Figure 3. Schematic illustrating the difference between in-phase and anti-phase firing pattern. (A) Firing the musculature (e.g., agonist and antagonist muscles) in an in-phase pattern can facilitate an additive effect, which doubles the force amplitude with a single signal in comparison to (B) anti-phase firing patterns. Note the difference in the resultant amplitude between in-phase and anti-phase activation. Abbreviations: A, amplitude; λ, wave length.
Unfortunately, saving energy during brain activation and motor function comes at the cost of flexibility. This form of inflexibility in PD is particularly evident in a reduced ability to transition from posture to movement (and vice versa), resulting in difficulties in movement initiation and termination. What makes movement initiation difficult is the fact that voluntary movements are initiated in coincidence with the direction of the tremor (Cohen and Rosenbaum, 2007). An analogy for such a process is that movement initiation is akin to jumping onto a swinging pendulum. Normal resting tremor, due its high frequency oscillations, changes directions at a very fast rate. In addition, the lower amplitude of normal tremor reduces the need for large levels of muscle activation to overcome tremor to begin a goal-directed action. Parkinsonian tremor on the other hand, is a relatively slow and high amplitude oscillation. First, the neuromotor system has a longer waiting period in order to “catch the next wave” so that the movement can be initiated in conjunction with the direction of the tremor. The slowness of PD tremor would result in directional changes occurring with a far lower frequency. In addition, because PD tremor exploits the spring-like nature of the musculature, persons with PD have to generate a larger muscle force to overcome the “bouncing” generated by the tremor in order to start movement.
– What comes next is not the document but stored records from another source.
pub mod calendar;
pub mod chat;
pub mod dashboard;
pub mod finance;
pub mod habits;
pub mod routines;
pub mod settings;
pub mod storage;
pub mod tasks;

use crate::error::{LifeError, LifeResult};

/// Missing records are not worth surfacing: the row is already gone.
pub(crate) fn tolerate_missing<T>(result: LifeResult<T>) -> Result<Option<T>, String> {
    match result {
        Ok(value) => Ok(Some(value)),
        Err(e) if e.is_not_found() => {
            log::warn!("ignored: {}", e);
            Ok(None)
        }
        Err(e) => Err(e.to_string()),
    }
}

pub(crate) fn required_title(title: &str) -> LifeResult<String> {
    let title = title.trim();
    if title.is_empty() {
        return Err(LifeError::validation("title must not be empty"));
    }
    Ok(title.to_string())
}


#[cfg(test)]
mod tests {
    use super::*;

    #[test]
    fn blank_titles_are_rejected() {
        assert!(required_title("   ").is_err());
        assert_eq!(required_title("  ler  ").unwrap(), "ler");
    }
}
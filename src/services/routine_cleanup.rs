use std::sync::OnceLock;

use regex::Regex;

use crate::database::LocalStore;
use crate::error::LifeResult;
use crate::models::{RoutineOrigin, RoutineRecord};

pub const MIN_ROUTINE_CHARS: usize = 4;

fn noise_pattern() -> &'static Regex {
    static PATTERN: OnceLock<Regex> = OnceLock::new();
    PATTERN.get_or_init(|| {
        Regex::new(r"(?i)^(oi|olá|ola|ok|teste|test|hello|hi)$").expect("static pattern")
    })
}

pub fn is_noise(record: &RoutineRecord) -> bool {
    let text = record.text.trim();
    let too_short = text.chars().count() < MIN_ROUTINE_CHARS;
    let greeting = noise_pattern().is_match(text);
    let unconfirmed_chat =
        record.origin == RoutineOrigin::Chat && record.confirmed != Some(true);
    too_short || greeting || unconfirmed_chat
}

/// Drop greetings, fragments and unconfirmed chat entries. Safe to call any
/// number of times; returns how many records were removed.
pub fn cleanup_routines(store: &LocalStore) -> LifeResult<usize> {
    let doomed: Vec<i64> = store
        .list_routines()?
        .iter()
        .filter(|r| is_noise(r))
        .map(|r| r.id)
        .collect();

    let deleted = store.delete_routines(&doomed)?;
    if deleted > 0 {
        log::info!("routine cleanup removed {} record(s)", deleted);
    }
    Ok(deleted)
}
In summary, in persons with PD, it can be speculated that, to minimize energy cost, active control (e.g., lateral stabilization during gait, smooth motions of a limb, and suppression of tremor) appears to be compromised and diminished since it requires energy, and passive control (e.g., movements on the plane of progression during gait) is more inflexible since altering an automated behavior also requires energy. Hence, although mechanisms of PD tremor and parkinsonian gait do not seem to be identical (since tremor is hyperkinetic and gait is predominantly hypokinetic feature), both of them could possibly emerge from a single origin: metabolic dysfunction or energy imbalance. This speculation could be extended to difficulty in gait initiation (GI) and termination (GT) in persons with PD since both GI and GT require active control to initiate or terminate forward propulsion. Metabolic cost is required to voluntarily transition from one passively-stable condition to another. Taken together, all of these previous findings could indicate that persons with PD lack behavioral flexibility which should be necessary to adapt to environmental changes (e.g., a sudden perturbation) and/or task demands (i.e., GI and GT) since energy is required for these adaptations. It can also be postulated that this inflexibility emerged as a compensatory action for persons with PD since self-optimization of biological systems and age-related adjustment are insufficient to off-set the energy imbalance in PD.
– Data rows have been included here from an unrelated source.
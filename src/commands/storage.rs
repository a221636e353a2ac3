use std::path::PathBuf;

use crate::models::{ImportSummary, StorageStats};
use crate::services::data_transfer;
use crate::state::AppState;

pub async fn get_storage_stats(state: &AppState) -> Result<StorageStats, String> {
    state.store.stats().map_err(|e| e.to_string())
}

pub async fn export_data(state: &AppState) -> Result<String, String> {
    let path = data_transfer::export_to_dir(&state.store, &state.data_dir, chrono::Utc::now())
        .map_err(|e| e.to_string())?;
    Ok(path.to_string_lossy().to_string())
}

/// Replaces tasks, habits and calendar from a backup file. On any error the
/// store is left as it was and the message is meant for a status line.
pub async fn import_data(state: &AppState, path: PathBuf) -> Result<ImportSummary, String> {
    data_transfer::import_file(&state.store, &path).map_err(|e| {
        log::warn!("import of {} failed: {}", path.display(), e);
        e.to_string()
    })
}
Hypotheses and Future Directions
While we outlined a new perspective on metabolic dysfunction and parkinsonian motor features in this theory-and-hypothesis paper, there are still a number of unanswered questions that are critical to understand the underlying mechanisms of features of PD and the relationship to their neural metabolic deficits. It is a particularly important avenue to explore to develop an empirical, comprehensive, and effective therapeutic strategy for this patient population.
To date, while the effectiveness of currently-available treatments, such as levodopa and DBS, is clinically accepted, and thus widely applied to a number of patients throughout decades (Deep Brain Stimulation for Parkinson’s Disease Study Group, 2001), their mechanism of their action, particularly DBS, does not appear to be fully empirically supported (Montgomery and Gale, 2008). Furthermore, while a large number of clinical studies consistently report DBS to be effective in alleviating bradykinesia, tremor, and rigidity (Deep Brain Stimulation for Parkinson’s Disease Study Group, 2001; Rodriguez-Oroz et al., 2005), it does not appear to improve postural instability and gait disturbance, and in some cases DBS worsens these symptoms over the long term (Follett et al., 2010; St George et al., 2010). The inconsistent effects of DBS in cardinal parkinsonian motor features indicate that there is more to PD than the rate model explains. These results suggest that despite the “added” DBS frequency to the underlying neural activity cannot reverse what the metabolic constraints have placed on the CNS, most likely in the realm of noise reduction (a process that requires metabolic energy). Failure to provide an effective treatment to globally improve parkinsonian motor symptoms is, at least partially, due to lack of understanding of the underlying mechanism causing PD and limitation of the current accepted model of PD (i.e., the rate model).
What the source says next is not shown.